And the GOP

As Senate Republican leaders meet to discuss trade issues, it seems fitting that they are never far from the stern visage of Nelson Aldrich, whose portrait hangs in the office of Senate Majority Leader Robert Dole. Aldrich's philosophy that "trade follows the flag" inspired every Republican high-tariff bill from McKinley to Smoot- Hawley. But the Rhode Island Republican's protectionist legacy, now invoked by Sen. Rob Packwood's call to "shut off what markets I can" to Japanese products, could cripple the economy and endanger Republican ascent to majority party status in the United States.

Fifty-six years ago more than a thousand economists predicted the dire consequences of protectionism and petitioned Congress and President Hoover not to adopt the Republican-sponsored Smoot-Hawley Act of 1929. Most economists agree that Smoot-Hawley exacerbated the Great Depression. That broad-based opposition to protectionism is echoed today by those who warn us of higher prices on protected products and a job lost in an export business for every one protected by an import quota or by domestic content legislation. Moreover, despite polls that indicate Americans may favor trade reprisals, protectionist appeals are unlikely to be successful and could backfire on Republicans.

President Reagan understood the underlying optimism of Americans when he addressed trade issues during the reelection campaign. Time and again he appealed to them to "outproduce, outsell and outcompete the pants off anyone in the world." Responding to Walter Mondale's support for domestic content legislation and criticism of his trade policies, he said: "Now, some advocate far harsher methods. They believe we should run up the flag in defense of our markets, embrace protectionism and insulate ourselves from world competition. But we'll never meet the challenge of the '80s with that kind of defeatist mentality." That advice he gave to UAW members at a Ford assembly plant in Claycomo, Mo.

Almost a year before the election, pollster Daniel Yankelovich assessed the weak appeal of protectionism in Public Opinion magazine. He saw it as "a loser's psychology . . . not in keeping with the present psychological mood in the United States."

If Republican senators think there is some political benefit to supporting protectionist legislation, be it a tariff, a quota or an outright ban on imports, they are wrong. The only two Democrats elected president between 1860 and 1928, Grover Cleveland in 1884 and 1892 and Woodrow Wilson in 1912 and 1916, campaigned vigorously against protectionist high tariffs. Discontent with the McKinley Tariff and the Republicans was so great that in 1892, Democrats swept control of the White House, Senate and House of Representatives for the first time since 1856. And while public support for high tariffs during deep recessions benefited Republicans in the elections of 1894 and 1896, it vanished in 1930 and 1932 when the Democrats were victorious.
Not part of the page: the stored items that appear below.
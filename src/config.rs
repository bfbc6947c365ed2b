//! Process block configuration.

use crate::{Error, Result, INLINE_CHANNELS};
use serde::{Deserialize, Serialize};

/// Largest accepted frame count per block.
pub const MAX_FRAMES: usize = 65536;

/// Largest accepted channel count.
pub const MAX_CHANNELS: usize = 1024;

/// Largest accepted per-port event arena, in bytes.
pub const MAX_EVENT_BYTES: usize = 1 << 20;

fn default_channels() -> usize {
    2
}

fn default_frames() -> usize {
    512
}

fn default_ports() -> usize {
    1
}

fn default_event_bytes() -> usize {
    1024
}

/// Shape of the buffers a [`ProcessBlock`](crate::ProcessBlock) pre-allocates.
///
/// Missing fields take their defaults when deserializing.
#[derive(Debug, Clone, PartialEq, Eq, Serialize, Deserialize)]
pub struct BlockConfig {
    #[serde(default = "default_channels")]
    pub channels: usize,

    /// Frames per processing cycle.
    #[serde(default = "default_frames")]
    pub frames: usize,

    /// Event ports (one event log each).
    #[serde(default = "default_ports")]
    pub ports: usize,

    /// Arena bytes reserved per event port.
    #[serde(default = "default_event_bytes")]
    pub event_bytes: usize,
}

impl Default for BlockConfig {
    fn default() -> Self {
        Self {
            channels: default_channels(),
            frames: default_frames(),
            ports: default_ports(),
            event_bytes: default_event_bytes(),
        }
    }
}

impl BlockConfig {
    pub fn validate(&self) -> Result<()> {
        if self.frames == 0 || self.frames > MAX_FRAMES {
            return Err(Error::InvalidConfig(format!(
                "frames {} out of range (1-{})",
                self.frames, MAX_FRAMES
            )));
        }
        if self.channels > MAX_CHANNELS {
            return Err(Error::InvalidConfig(format!(
                "channels {} exceeds {}",
                self.channels, MAX_CHANNELS
            )));
        }
        if self.event_bytes > MAX_EVENT_BYTES {
            return Err(Error::InvalidConfig(format!(
                "event_bytes {} exceeds {}",
                self.event_bytes, MAX_EVENT_BYTES
            )));
        }
        Ok(())
    }

    /// True if a buffer referring to `channels` external channels keeps its
    /// pointer table inline.
    pub fn is_inline(&self) -> bool {
        self.channels < INLINE_CHANNELS
    }
}
//! Error types for cadenza-core.

use crate::compat::{LayoutError, String, TryReserveError};
use thiserror::Error;

/// Error type for cadenza-core operations.
///
/// Allocation is the only fallible system call the buffers make, so apart
/// from configuration checks every variant describes a failed or impossible
/// allocation. Out-of-range indices are caller bugs and are not reported here.
#[derive(Error, Debug, Clone, PartialEq, Eq)]
pub enum Error {
    #[error("Allocation of {bytes} bytes failed")]
    AllocFailed { bytes: usize },

    #[error("Requested capacity overflows the address space")]
    CapacityOverflow,

    #[error("Invalid config: {0}")]
    InvalidConfig(String),
}

impl Error {
    /// True for allocation failures of either kind.
    pub fn is_out_of_memory(&self) -> bool {
        matches!(self, Error::AllocFailed { .. } | Error::CapacityOverflow)
    }
}

impl From<LayoutError> for Error {
    fn from(_: LayoutError) -> Self {
        Error::CapacityOverflow
    }
}

/// `TryReserveError` does not expose the requested size on stable, so it is
/// reported as zero. Call sites that know the size map the error themselves.
impl From<TryReserveError> for Error {
    fn from(_: TryReserveError) -> Self {
        Error::AllocFailed { bytes: 0 }
    }
}

impl From<smallvec::CollectionAllocErr> for Error {
    fn from(err: smallvec::CollectionAllocErr) -> Self {
        match err {
            smallvec::CollectionAllocErr::CapacityOverflow => Error::CapacityOverflow,
            smallvec::CollectionAllocErr::AllocErr { layout } => Error::AllocFailed {
                bytes: layout.size(),
            },
        }
    }
}

/// Result type alias.
pub type Result<T> = core::result::Result<T, Error>;
//! Sample representations a [`SampleBuffer`](crate::SampleBuffer) can hold.

use core::fmt::Debug;
use core::ops::{Add, Mul, Sub};

/// A single audio sample.
///
/// Implemented for `f32` and `f64`. Conversions go through `f64`, which
/// represents every `f32` exactly, so widening is lossless and narrowing
/// rounds to nearest.
pub trait Sample:
    Copy
    + Default
    + PartialEq
    + PartialOrd
    + Debug
    + Send
    + Sync
    + 'static
    + Add<Output = Self>
    + Sub<Output = Self>
    + Mul<Output = Self>
{
    const ZERO: Self;
    const ONE: Self;

    fn from_f32(value: f32) -> Self;
    fn from_f64(value: f64) -> Self;
    fn to_f32(self) -> f32;
    fn to_f64(self) -> f64;

    /// Widening or narrowing copy from another sample type.
    #[inline]
    fn convert<T: Sample>(value: T) -> Self {
        Self::from_f64(value.to_f64())
    }
}

macro_rules! impl_sample {
    ($t:ty) => {
        impl Sample for $t {
            const ZERO: Self = 0.0;
            const ONE: Self = 1.0;

            #[inline]
            fn from_f32(value: f32) -> Self {
                value as $t
            }

            #[inline]
            fn from_f64(value: f64) -> Self {
                value as $t
            }

            #[inline]
            fn to_f32(self) -> f32 {
                self as f32
            }

            #[inline]
            fn to_f64(self) -> f64 {
                self as f64
            }
        }
    };
}

impl_sample!(f32);
impl_sample!(f64);

#[cfg(test)]
mod tests {
    use super::*;

    #[test]
    fn test_widening_is_exact() {
        let value = 0.1_f32;
        let wide: f64 = Sample::convert(value);
        assert_eq!(wide, value as f64);
        let back: f32 = Sample::convert(wide);
        assert_eq!(back, value);
    }

    #[test]
    fn test_narrowing_rounds() {
        let narrow: f32 = Sample::convert(core::f64::consts::PI);
        assert_eq!(narrow, core::f32::consts::PI);
    }

    #[test]
    fn test_constants() {
        assert_eq!(<f32 as Sample>::ZERO, 0.0);
        assert_eq!(<f64 as Sample>::ONE, 1.0);
    }
}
The last Republican to campaign as an outright protectionist was John Connally in the 1980 nomination contest. His call to let the Japanese "sit on the docks of Yokohama in their Toyotas and watch their Sony television sets" set corporate board room hearts aflutter. But his fourth-place finish in the Iowa caucuses demonstrated the limited appeal of his negative nationalism in Middle America.

It's hard to understand why Republicans would want to compound their political problems in the Farm Belt, where most people favor free trade. Farmers understand that protectionist action at home invites retaliatory action against U.S. agricultural exports.

The political harvest Republicans could reap from advocating reciprocity legislation is their old special- interest label. What Rob observed about the Payne-Aldrich tariff bill of 1909 could easily apply today. He called it the "consummation of privilege more reprehensible than had ever found a place in the statutes of the country." People would undoubtedly question why the party that espouses free-market domestic policies now advocates government intervention in the international marketplace. Tariff bills have a notorious reputation as legislative pork barrels. Republican senators from timber-, automobile- and steel- producing states who advocate import restrictions on these products could revive the image of Republicans as caterers to big business.

At the same time, the younger Democratic leaders, Sens. Gary Hart, Bill Bradley and Albert Gore, have moved away from their party's support for protectionist legislation such as the domestic content bill.

Ronald Reagan told the Republican Party in Dallas that it had become "the party of new ideas . . . whose philosophy is vigorous and dynamic." He ridiculed the "old stereotype of a kind of pudgy, solid unimaginative Republican." Republican senators are taking a great political risk if they revive the musty trade nostrums of Nelson Aldrich.